Che cosa è stato studiato
Un gruppo di ricercatori ha valutato l'effetto delle cellule staminali CD34+, che si trovano nel midollo osseo, su pazienti con cardiomiopatia ischemica. Questi pazienti erano in attesa di un trapianto di cuore e avevano un dispositivo meccanico (chiamato dispositivo di assistenza ventricolare sinistra) per aiutare il cuore a pompare il sangue.
Il giorno prima dell'intervento per impiantare il dispositivo, è stato prelevato il midollo osseo dai pazienti. Da questo midollo sono state separate diverse frazioni di cellule, tra cui le cellule staminali CD34+ e altre cellule senza CD34 (CD34-).
Come è stato fatto il trattamento
Durante l'intervento per mettere il dispositivo, i medici hanno iniettato direttamente nel cuore diverse frazioni di cellule e una soluzione di controllo in aree specifiche.

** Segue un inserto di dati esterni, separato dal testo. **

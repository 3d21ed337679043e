//! Positional statement parameters and their literal encodings.
//!
//! Parameters are supplied positionally with a statement and encoded to text
//! before anything reaches the database. Validation happens up front so a
//! rejected call never touches a pooled connection.

use serde::{Deserialize, Serialize};

use crate::error::{AdapterError, AdapterResult};

/// Hard cap on the number of positional parameters per statement.
///
/// The binding path itself is arbitrary-arity; this constant is the only
/// place the cap lives.
pub const MAX_PARAMS: usize = 5;

/// A typed scalar parameter value.
#[derive(Debug, Clone, PartialEq, Serialize, Deserialize)]
#[serde(untagged)]
pub enum ParamValue {
    /// NULL value
    Null,
    /// Boolean value
    Bool(bool),
    /// Integer value (stored as i64 for maximum range)
    Int(i64),
    /// Floating point value
    Float(f64),
    /// String value
    Text(String),
    /// 2-component vector, encoded as "(x,y)"
    Vec2(f64, f64),
    /// 3-component vector, encoded as "(x,y,z)"
    Vec3(f64, f64, f64),
}

impl ParamValue {
    /// Check if this parameter is null.
    pub fn is_null(&self) -> bool {
        matches!(self, Self::Null)
    }

    /// Get the type name of this parameter for diagnostics.
    pub fn type_name(&self) -> &'static str {
        match self {
            Self::Null => "null",
            Self::Bool(_) => "bool",
            Self::Int(_) => "int",
            Self::Float(_) => "float",
            Self::Text(_) => "text",
            Self::Vec2(..) => "vec2",
            Self::Vec3(..) => "vec3",
        }
    }

    /// Encode this value as a positional text literal.
    pub fn encode(&self) -> String {
        match self {
            Self::Null => String::new(),
            Self::Bool(v) => {
                if *v {
                    "true".to_string()
                } else {
                    "false".to_string()
                }
            }
            Self::Int(v) => v.to_string(),
            Self::Float(v) => v.to_string(),
            Self::Text(v) => v.clone(),
            Self::Vec2(x, y) => format!("({x},{y})"),
            Self::Vec3(x, y, z) => format!("({x},{y},{z})"),
        }
    }
}

/// Validate a parameter list and encode every value positionally.
///
/// Fails with `UnsupportedParameter` when the list exceeds [`MAX_PARAMS`].
/// Every supported variant has a defined encoding, so length is the only
/// rejection today; the check stays here so new variants gain a single
/// validation point.
pub fn encode_params(params: &[ParamValue]) -> AdapterResult<Vec<String>> {
    if params.len() > MAX_PARAMS {
        return Err(AdapterError::unsupported_parameter(format!(
            "too many parameters: {} (max {})",
            params.len(),
            MAX_PARAMS
        )));
    }
    Ok(params.iter().map(ParamValue::encode).collect())
}
//! Fixed-capacity blocking connection pool.
//!
//! The pool owns every idle connection and hands them out under mutual
//! exclusion. `acquire` is the single suspension point in the crate: it
//! parks the calling thread on a condition variable until a connection is
//! idle or shutdown is observed. A bounded pool gives backpressure: a burst
//! of callers beyond capacity queues on `acquire` instead of opening
//! unbounded connections.

use std::collections::VecDeque;
use std::sync::Arc;

use parking_lot::{Condvar, Mutex};
use tracing::{debug, info, warn};

use crate::db::driver::{BoxedConnection, Driver};

struct PoolState {
    idle: VecDeque<BoxedConnection>,
    shutting_down: bool,
}

/// A bounded pool of live connections with blocking checkout.
///
/// Every connection is in exactly one place at a time: the idle set, the
/// hands of one borrower, or destroyed.
pub struct ConnectionPool {
    state: Mutex<PoolState>,
    available: Condvar,
    capacity: usize,
}

impl ConnectionPool {
    /// Eagerly open `capacity` connections against `target`.
    ///
    /// Each failed open is logged and skipped, so the pool may start with
    /// fewer than `capacity` idle connections. That is not a construction
    /// error; callers observe it through `idle_count`.
    pub fn new(driver: Arc<dyn Driver>, target: &str, capacity: usize) -> Self {
        info!(capacity, "Initializing connection pool");
        let mut idle = VecDeque::with_capacity(capacity);
        for _ in 0..capacity {
            match driver.connect(target) {
                Ok(conn) if conn.is_open() => {
                    idle.push_back(conn);
                    debug!(idle = idle.len(), "Connection created and pooled");
                }
                Ok(_) => {
                    warn!("Driver returned a connection that is not open; discarding");
                }
                Err(e) => {
                    warn!(error = %e, "Failed to create pooled connection");
                }
            }
        }
        info!(idle = idle.len(), capacity, "Connection pool initialized");
        Self {
            state: Mutex::new(PoolState {
                idle,
                shutting_down: false,
            }),
            available: Condvar::new(),
            capacity,
        }
    }

    /// Block until a connection is idle or the pool is shutting down.
    ///
    /// Returns `None` only when shutdown has been initiated and no idle
    /// connections remain.
    pub fn acquire(&self) -> Option<BoxedConnection> {
        let mut state = self.state.lock();
        while state.idle.is_empty() && !state.shutting_down {
            self.available.wait(&mut state);
        }
        let conn = state.idle.pop_front();
        match &conn {
            Some(_) => debug!(idle = state.idle.len(), "Connection acquired from pool"),
            None => debug!("Acquire observed shutdown with no idle connections"),
        }
        conn
    }

    /// Return a borrowed connection to the idle set, waking one waiter.
    ///
    /// Must not be called with a connection known to be broken; use
    /// [`discard`](Self::discard) for those. After shutdown the connection
    /// is destroyed instead of pooled.
    pub fn release(&self, conn: BoxedConnection) {
        let mut state = self.state.lock();
        if state.shutting_down {
            drop(state);
            debug!("Pool shutting down; destroying released connection");
            drop(conn);
            return;
        }
        state.idle.push_back(conn);
        debug!(idle = state.idle.len(), "Connection released to pool");
        self.available.notify_one();
    }

    /// Destroy a connection that must never return to the idle set.
    pub fn discard(&self, conn: BoxedConnection) {
        warn!("Discarding broken connection");
        drop(conn);
    }

    /// Initiate shutdown: wake all waiters and destroy every idle
    /// connection. Connections currently checked out are destroyed when
    /// their holder releases them. Idempotent.
    pub fn shutdown(&self) {
        let drained: Vec<BoxedConnection> = {
            let mut state = self.state.lock();
            state.shutting_down = true;
            self.available.notify_all();
            state.idle.drain(..).collect()
        };
        if !drained.is_empty() {
            info!(count = drained.len(), "Destroying idle connections");
        }
        // Closing sessions can block on the wire; do it outside the lock.
        drop(drained);
        info!("Connection pool shut down");
    }

    /// Number of currently idle connections.
    pub fn idle_count(&self) -> usize {
        self.state.lock().idle.len()
    }

    /// Configured capacity.
    pub fn capacity(&self) -> usize {
        self.capacity
    }

    /// Whether shutdown has been initiated.
    pub fn is_shutting_down(&self) -> bool {
        self.state.lock().shutting_down
    }
}

impl Drop for ConnectionPool {
    fn drop(&mut self) {
        self.shutdown();
    }
}
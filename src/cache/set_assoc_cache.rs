use rand::{rngs::StdRng, SeedableRng};

use crate::{
    config::CacheConfig,
    error::{CacheError, CacheResult},
    statistics::{CacheReport, CacheStatistics},
};

use super::{AccessKind, AccessResult, CacheSet, FillResult, Geometry};

/// # Cache
/// a set-associative cache with fixed hit and miss latencies.
/// - all `num_sets * associativity` blocks are allocated in `new` and never resized
/// - the random generator is seeded once here and only drawn from afterwards
/// - driven by a single access stream, every call runs to completion
#[derive(Debug)]
pub struct Cache {
    config: CacheConfig,
    geometry: Geometry,
    sets: Vec<CacheSet>,
    statistics: CacheStatistics,
    rng: StdRng,
}

/// the block metadata and recency order of every set, without payloads
#[derive(Debug, Clone, PartialEq, Eq)]
pub struct CacheSnapshot {
    geometry: Geometry,
    associativity: usize,
    sets: Vec<SetSnapshot>,
}

#[derive(Debug, Clone, PartialEq, Eq)]
struct SetSnapshot {
    order: Vec<usize>,
    /// (valid, dirty, tag) per slot
    blocks: Vec<(bool, bool, u64)>,
}
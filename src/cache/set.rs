use std::fmt;

use crate::error::{CacheError, CacheResult};

use super::CacheBlock;

/// # CacheSet
/// a fixed group of `associativity` blocks plus their recency order.
/// - `order` holds slot indices, the head (position 0) is the most recently touched
///   or inserted block and the tail is the eviction candidate
/// - blocks never move between slots, only `order` is permuted
#[derive(Debug, Clone)]
pub struct CacheSet {
    pub(super) blocks: Vec<CacheBlock>,
    pub(super) order: Vec<usize>,
}

impl CacheSet {
    pub(super) fn new(associativity: usize, block_size: usize) -> CacheResult<Self> {
        let mut blocks = Vec::new();
        blocks.try_reserve_exact(associativity).map_err(|e| {
            CacheError::Allocation(format!("cannot reserve {associativity} blocks: {e}"))
        })?;
        for _ in 0..associativity {
            blocks.push(CacheBlock::new(block_size)?);
        }
        Ok(CacheSet {
            blocks,
            order: (0..associativity).collect(),
        })
    }

    pub fn associativity(&self) -> usize {
        self.blocks.len()
    }

    /// find the slot holding a valid block with this tag
    pub(super) fn find(&self, tag: u64) -> Option<usize> {
        self.blocks.iter().position(|block| block.matches(tag))
    }

    /// the slot at a position of the recency list
    pub(super) fn slot_at(&self, position: usize) -> usize {
        self.order[position]
    }

    pub(super) fn tail(&self) -> usize {
        self.order[self.order.len() - 1]
    }

    /// move a slot to the head of the recency list
    pub(super) fn move_to_head(&mut self, slot: usize) {
        if self.order[0] == slot {
            return;
        }
        if let Some(position) = self.order.iter().position(|&s| s == slot) {
            self.order.remove(position);
            self.order.insert(0, slot);
        }
    }

    pub fn block(&self, slot: usize) -> &CacheBlock {
        &self.blocks[slot]
    }

    pub(super) fn block_mut(&mut self, slot: usize) -> &mut CacheBlock {
        &mut self.blocks[slot]
    }

    /// blocks from head to tail
    pub fn blocks_in_order(&self) -> impl Iterator<Item = &CacheBlock> {
        self.order.iter().map(move |&slot| &self.blocks[slot])
    }

    pub fn valid_count(&self) -> usize {
        self.blocks.iter().filter(|block| block.is_valid()).count()
    }

    pub(super) fn invalidate(&mut self) {
        self.blocks.iter_mut().for_each(CacheBlock::clear);
    }
}

impl fmt::Display for CacheSet {
    fn fmt(&self, f: &mut fmt::Formatter<'_>) -> fmt::Result {
        let tags: Vec<String> = self
            .blocks_in_order()
            .map(|block| format!("{:X}", block.tag()))
            .collect();
        write!(f, "{}", tags.join(" "))
    }
}
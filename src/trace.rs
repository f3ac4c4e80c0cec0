use std::{
    fs::File,
    io::{BufRead, BufReader, Lines},
};

use eyre::{Context, Result};
use serde::Serialize;

use crate::{
    cache::{AccessKind, Cache},
    config::HierarchyConfig,
    error::CacheResult,
    sim::{SimComponent, SimRunner},
};

/// two chained caches: a first-level miss is replayed on the second level
pub struct MemoryHierarchy<'a> {
    pub l1: &'a mut Cache,
    pub l2: &'a mut Cache,
}

impl<'a> MemoryHierarchy<'a> {
    pub fn new(l1: &'a mut Cache, l2: &'a mut Cache) -> Self {
        MemoryHierarchy { l1, l2 }
    }

    /// the latency of L1, plus the latency of L2 when L1 missed
    pub fn access(&mut self, current_cycle: u64, kind: AccessKind, addr: u64) -> u64 {
        let latency = self.l1.access(current_cycle, kind, addr);
        if latency > self.l1.config().hit_latency {
            latency + self.l2.access(current_cycle, kind, addr)
        } else {
            latency
        }
    }
}

impl HierarchyConfig {
    pub fn build(&self) -> CacheResult<(Cache, Cache)> {
        Ok((Cache::new(self.l1.clone())?, Cache::new(self.l2.clone())?))
    }
}

#[derive(Debug, Default, Clone, Serialize, PartialEq, Eq)]
pub struct TraceStatus {
    pub accesses: u64,
    pub l2_accesses: u64,
    pub total_latency: u64,
}

/// # TraceDriver
/// reads one hexadecimal address per line and issues it as a read,
/// one address per cycle.
/// - an optional `0x` prefix is accepted and blank lines are skipped
/// - a line that is not an address stops the run with its line number
pub struct TraceDriver<'a, R> {
    lines: Lines<R>,
    line_number: usize,
    hierarchy: MemoryHierarchy<'a>,
}

impl<'a> TraceDriver<'a, BufReader<File>> {
    pub fn from_file(path: &str, hierarchy: MemoryHierarchy<'a>) -> Result<Self> {
        let file = File::open(path).wrap_err_with(|| format!("cannot open trace file {path}"))?;
        Ok(Self::new(BufReader::new(file), hierarchy))
    }
}

impl<'a, R: BufRead> TraceDriver<'a, R> {
    pub fn new(reader: R, hierarchy: MemoryHierarchy<'a>) -> Self {
        TraceDriver {
            lines: reader.lines(),
            line_number: 0,
            hierarchy,
        }
    }

    pub fn run(self) -> Result<TraceStatus> {
        let mut sim_runner = SimRunner::new(self, TraceStatus::default());
        sim_runner.run()?;
        let (_, status, cycles) = sim_runner.into_inner();
        tracing::info!(cycles, ?status, "trace finished");
        Ok(status)
    }

    /// the next address of the trace, `None` at the end
    fn next_addr(&mut self) -> Result<Option<u64>> {
        for line in self.lines.by_ref() {
            self.line_number += 1;
            let line = line.wrap_err_with(|| format!("cannot read line {}", self.line_number))?;
            let text = line.trim();
            if text.is_empty() {
                continue;
            }
            let digits = text
                .strip_prefix("0x")
                .or_else(|| text.strip_prefix("0X"))
                .unwrap_or(text);
            let addr = u64::from_str_radix(digits, 16).wrap_err_with(|| {
                format!("line {}: invalid address {:?}", self.line_number, text)
            })?;
            return Ok(Some(addr));
        }
        Ok(None)
    }
}

impl<'a, R: BufRead> SimComponent for TraceDriver<'a, R> {
    type SharedStatus = TraceStatus;
    fn update(
        &mut self,
        shared_status: &mut Self::SharedStatus,
        current_cycle: u64,
    ) -> Result<(bool, bool)> {
        match self.next_addr()? {
            Some(addr) => {
                let latency = self
                    .hierarchy
                    .access(current_cycle, AccessKind::Read, addr);
                if latency > self.hierarchy.l1.config().hit_latency {
                    shared_status.l2_accesses += 1;
                }
                shared_status.accesses += 1;
                shared_status.total_latency += latency;
                Ok((true, true))
            }
            None => Ok((false, false)),
        }
    }
}
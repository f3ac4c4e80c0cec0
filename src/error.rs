use std::fmt;

/// Failures surfaced by the cache model. None of them abort the process.
#[derive(Debug, Clone, PartialEq, Eq)]
pub enum CacheError {
    /// the configuration cannot produce a valid bit split
    InvalidConfig(String),
    /// storage for the sets or blocks could not be reserved
    Allocation(String),
    /// a byte transfer would run past the end of the block
    SpanOutOfBlock {
        offset: usize,
        size: usize,
        block_size: usize,
    },
    /// a full-block update was given a buffer of the wrong length
    BufferSize { expected: usize, actual: usize },
    /// a snapshot was restored into a cache with a different shape
    GeometryMismatch,
}

impl CacheError {
    pub fn invalid_config(msg: &str) -> Self {
        CacheError::InvalidConfig(msg.to_string())
    }

    pub fn allocation(msg: &str) -> Self {
        CacheError::Allocation(msg.to_string())
    }
}

impl fmt::Display for CacheError {
    fn fmt(&self, f: &mut fmt::Formatter) -> fmt::Result {
        match self {
            CacheError::InvalidConfig(msg) => write!(f, "InvalidConfig: {}", msg),
            CacheError::Allocation(msg) => write!(f, "AllocationError: {}", msg),
            CacheError::SpanOutOfBlock {
                offset,
                size,
                block_size,
            } => write!(
                f,
                "SpanOutOfBlock: {} bytes at offset {} do not fit in a {} byte block",
                size, offset, block_size
            ),
            CacheError::BufferSize { expected, actual } => write!(
                f,
                "BufferSize: expected a {} byte buffer, got {} bytes",
                expected, actual
            ),
            CacheError::GeometryMismatch => {
                write!(f, "GeometryMismatch: snapshot shape does not match the cache")
            }
        }
    }
}

impl std::error::Error for CacheError {}

pub type CacheResult<T> = Result<T, CacheError>;
pub trait SimComponent {
    type SharedStatus;
    /// update the component, return(busy, updated)
    fn update(
        &mut self,
        shared_status: &mut Self::SharedStatus,
        current_cycle: u64,
    ) -> eyre::Result<(bool, bool)>;
}

impl<T, C> SimComponent for &mut T
where
    T: SimComponent<SharedStatus = C>,
{
    type SharedStatus = C;
    fn update(
        &mut self,
        shared_status: &mut Self::SharedStatus,
        current_cycle: u64,
    ) -> eyre::Result<(bool, bool)> {
        (*self).update(shared_status, current_cycle)
    }
}

/// drives one component cycle by cycle until it is no longer busy
#[derive(Debug)]
pub struct SimRunner<T, S> {
    sim: T,
    shared_status: S,
    current_cycle: u64,
}
impl<T, S> SimRunner<T, S>
where
    T: SimComponent<SharedStatus = S>,
{
    pub fn new(sim: T, shared_status: S) -> SimRunner<T, S> {
        SimRunner {
            sim,
            current_cycle: 0,
            shared_status,
        }
    }
    pub fn get_sim(&self) -> &T {
        &self.sim
    }
    pub fn get_shared_status(&self) -> &S {
        &self.shared_status
    }
    pub fn run(&mut self) -> eyre::Result<()> {
        loop {
            let result = self.sim.update(&mut self.shared_status, self.current_cycle)?;
            match result {
                (true, true) => {}
                (true, false) => {
                    tracing::error!(
                        "simulation is busy but not updated at cycle {}",
                        self.current_cycle
                    );
                    return Err(eyre::eyre!(
                        "simulation is busy but not updated at cycle {}",
                        self.current_cycle
                    ));
                }
                (false, _) => {
                    // not busy, so we are done
                    break;
                }
            }
            self.current_cycle += 1;
        }
        Ok(())
    }
    pub fn get_current_cycle(&self) -> u64 {
        self.current_cycle
    }
    pub fn into_inner(self) -> (T, S, u64) {
        (self.sim, self.shared_status, self.current_cycle)
    }
}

Ogni punto di iniezione è stato contrassegnato per poter essere analizzato successivamente.
Cosa è stato osservato
- Al momento del trapianto di cuore, sono state raccolte le aree in cui erano state fatte le iniezioni per analizzarle al microscopio.
- Non ci sono state differenze significative nelle complicazioni tra i pazienti trattati con cellule e quelli con la soluzione di controllo.
- Contrariamente a quanto ipotizzato, le aree trattate con cellule staminali CD34+ avevano una minore densità di cellule endoteliali, cioè di cellule che formano i vasi sanguigni, rispetto alle aree trattate con la soluzione di controllo.
- Non sono state trovate differenze importanti nella quantità di tessuto cicatriziale (fibrosi) o nell'infiammazione tra i vari gruppi.
- È stata invece osservata una riduzione dei fibroblasti attivati (cellule coinvolte nella formazione della cicatrice) sia nelle aree trattate con cellule CD34+ che con CD34-.
Cosa significa tutto questo
I risultati indicano che, in questo studio, l'iniezione diretta di cellule staminali CD34+ dal midollo osseo non ha aumentato la formazione di nuovi vasi sanguigni nel cuore dei pazienti con cardiomiopatia ischemica.
In conclusione
Le cellule staminali prelevate dal midollo osseo e iniettate direttamente nel cuore non hanno mostrato di favorire la crescita di nuovi vasi sanguigni in persone con una malattia cardiaca ischemica. Inoltre, non hanno cambiato in modo significativo la fibrosi o l'infiammazione, anche se hanno ridotto alcune cellule coinvolte nella cicatrizzazione. Questi dati aiutano a capire meglio come funzionano questi trattamenti e suggeriscono che, in questo caso, non migliorano la vascolarizzazione del cuore.